Whatever the Chinese impose on others in terms of trade tariffs, impose on them. They will soon get the point.
The EU and the US have accused China of continuing to block attempts to get rid of trade tariffs on technology goods by asking for far too many exclusions. The various governments have been discussing the expansion of the Information Technology Agreement at the World Trade Organisation (WTO), where China has been trying the …
> Whatever the Chinese impose on others in terms of trade tariffs, impose on them. They will soon get the point.
If the trade balance between China and their trading partners was balanced, you'd have a good point.
However, since China is a net exporter of practically everything, reciprocity is not a realistic proposition.
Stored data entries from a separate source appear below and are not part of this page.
//! The authenticated HTTP client (component A).

use alpamon_core::{AgentError, Settings};
use alpamon_retry::{ExponentialBackoff, IntervalFunction};
use alpamon_timelimiter::{TimeLimiterError, TimeLimiterLayer};
use reqwest::Method as ReqwestMethod;
use serde_json::Value;
use std::sync::Arc;
use std::time::Duration;
use tower::{service_fn, Layer, Service, ServiceExt};

/// Status, headers, and body of a completed request, per ("Returns
/// status code, headers, and body").
#[derive(Debug, Clone)]
pub struct HttpResponse {
    pub status: u16,
    pub headers: Vec<(String, String)>,
    pub body: Value,
}

impl HttpResponse {
    pub fn is_success(&self) -> bool {
        (200..300).contains(&self.status)
    }
}

/// `reqwest::Client` built once at startup, carrying the credential header
/// and TLS policy derived from [`Settings`].
#[derive(Clone)]
pub struct AuthenticatedClient {
    inner: reqwest::Client,
    base_url: String,
    auth_header: String,
}

impl AuthenticatedClient {
    /// Builds the client from process-wide settings: `danger_accept_invalid_certs`
    /// wired to `[ssl] verify`, `add_root_certificate` wired to `ca_cert`.
    pub fn new(settings: &Settings) -> Result<Self, AgentError> {
        let mut builder = reqwest::Client::builder();

        if !settings.tls.verify {
            #[cfg(feature = "tracing")]
            tracing::warn!("TLS certificate verification is disabled");
            builder = builder.danger_accept_invalid_certs(true);
        } else if let Some(ca_path) = &settings.tls.ca_cert {
            let pem = std::fs::read(ca_path)
                .map_err(|e| AgentError::Config(format!("reading ca_cert {}: {e}", ca_path.display())))?;
            let cert = reqwest::Certificate::from_pem(&pem)
                .map_err(|e| AgentError::Config(format!("parsing ca_cert: {e}")))?;
            builder = builder.add_root_certificate(cert).tls_built_in_root_certs(false);
        }

        let inner = builder
            .build()
            .map_err(|e| AgentError::Transport(e.to_string()))?;

        Ok(Self {
            inner,
            base_url: settings.server_url.clone(),
            auth_header: settings.authorization_header(),
        })
    }

    fn resolve(&self, path_or_url: &str) -> String {
        if path_or_url.starts_with("http://") || path_or_url.starts_with("https://") {
            path_or_url.to_string()
        } else {
            format!("{}{}", self.base_url, path_or_url)
        }
    }

    /// Whether a transport-level retry is safe for this method: up to
    /// three transport-level retries on connection errors for idempotent
    /// methods.
    fn is_idempotent(method: &ReqwestMethod) -> bool {
        matches!(*method, ReqwestMethod::GET | ReqwestMethod::PUT | ReqwestMethod::DELETE)
    }

    /// Issues one request, retrying transport-level connection errors up to
    /// three times for idempotent methods. Does not itself retry on
    /// application-level (non-2xx) responses — that is the reporter pool's job.
    ///
    /// The caller-supplied deadline is enforced by `alpamon-timelimiter`
    /// rather than `reqwest`'s own per-request timeout, so every deadline in
    /// the agent (this one, the shell's command timeout) goes through the
    /// same enforcement path.
    pub async fn request(
        &self,
        method: ReqwestMethod,
        path_or_url: &str,
        body: Option<&Value>,
        timeout: Duration,
    ) -> Result<HttpResponse, AgentError> {
        let url = self.resolve(path_or_url);
        let attempts = if Self::is_idempotent(&method) { 3 } else { 1 };
        let backoff = ExponentialBackoff::new(Duration::from_millis(200)).max_interval(Duration::from_secs(2));

        let mut last_err = None;
        for attempt in 0..attempts {
            if attempt > 0 {
                tokio::time::sleep(backoff.next_interval(attempt - 1)).await;
            }
            let mut req = self
                .inner
                .request(method.clone(), &url)
                .header("Authorization", &self.auth_header);
            if let Some(body) = body {
                req = req.json(body);
            }

            let mut req = Some(req);
            let limiter = TimeLimiterLayer::<()>::builder().timeout_duration(timeout).build();
            let mut limited = limiter.layer(service_fn(move |_: ()| {
                req.take().expect("service called once").send()
            }));

            match limited.ready().await.unwrap().call(()).await {
                Ok(response) => return Ok(Self::into_http_response(response).await),
                Err(TimeLimiterError::Timeout) => return Err(AgentError::timeout("http", timeout)),
                Err(TimeLimiterError::Inner(e)) if e.is_connect() && attempt + 1 < attempts => {
                    last_err = Some(e);
                    continue;
                }
                Err(TimeLimiterError::Inner(e)) => return Err(AgentError::Transport(e.to_string())),
            }
        }

        Err(AgentError::Transport(
            last_err.map(|e| e.to_string()).unwrap_or_else(|| "exhausted transport retries".to_string()),
        ))
    }

    /// Fetches raw bytes from `path_or_url` with the same auth header and
    /// deadline discipline as [`AuthenticatedClient::request`], for the
    /// package-download step (the response isn't JSON, so it can't go
    /// through `request`).
    pub async fn download(&self, path_or_url: &str, timeout: Duration) -> Result<bytes::Bytes, AgentError> {
        let url = self.resolve(path_or_url);
        let req = self.inner.request(ReqwestMethod::GET, &url).header("Authorization", &self.auth_header);
        let mut req = Some(req);
        let limiter = TimeLimiterLayer::<()>::builder().timeout_duration(timeout).build();
        let mut limited = limiter.layer(service_fn(move |_: ()| req.take().expect("service called once").send()));

        match limited.ready().await.unwrap().call(()).await {
            Ok(response) => response.bytes().await.map_err(|e| AgentError::Transport(e.to_string())),
            Err(TimeLimiterError::Timeout) => Err(AgentError::timeout("http", timeout)),
            Err(TimeLimiterError::Inner(e)) => Err(AgentError::Transport(e.to_string())),
        }
    }

    async fn into_http_response(response: reqwest::Response) -> HttpResponse {
        let status = response.status().as_u16();
        let headers = response
            .headers()
            .iter()
            .map(|(k, v)| (k.to_string(), v.to_str().unwrap_or_default().to_string()))
            .collect();
        let body = response.json::<Value>().await.unwrap_or(Value::Null);
        HttpResponse { status, headers, body }
    }
}

/// Shared handle to the client, passed to every component that needs to
/// talk to the control plane (the reporter pool, the control channel, the
/// startup probe).
pub type SharedClient = Arc<AuthenticatedClient>;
em.. if their goods cost more to buy in our markets because of the tariffs we impose on them, then it does matter as it levels the field for local manufacturers
Don't forget that the Chinese have been cheating and waging economic war on the west for decades now by deliberately pegging their currency to the dollar and not allowing it to float to it's true high value. This makes their goods and labour very cheap and also makes our products expensive in their market.
Because China exports so much more than they import, free trade agreements are in their benefit.
It would probably be in our benefit to slap a tariff on all goods exported from China, but the free market lovers long took over our government - they're owned by the corporations that exported much of their manufacturing to China, and benefit from cheap parts from China for stuff that's labeled "made in the USA"
I'm not a big lover of governments messing with free trade. Any attempt at restricting trade or imposing tariffs/duty always has side effects.
Look at the enormous duty on fairy products into Canada. Hopelessly inefficient dairy farms and ridiculously expensive, yet shit cheese in the shops.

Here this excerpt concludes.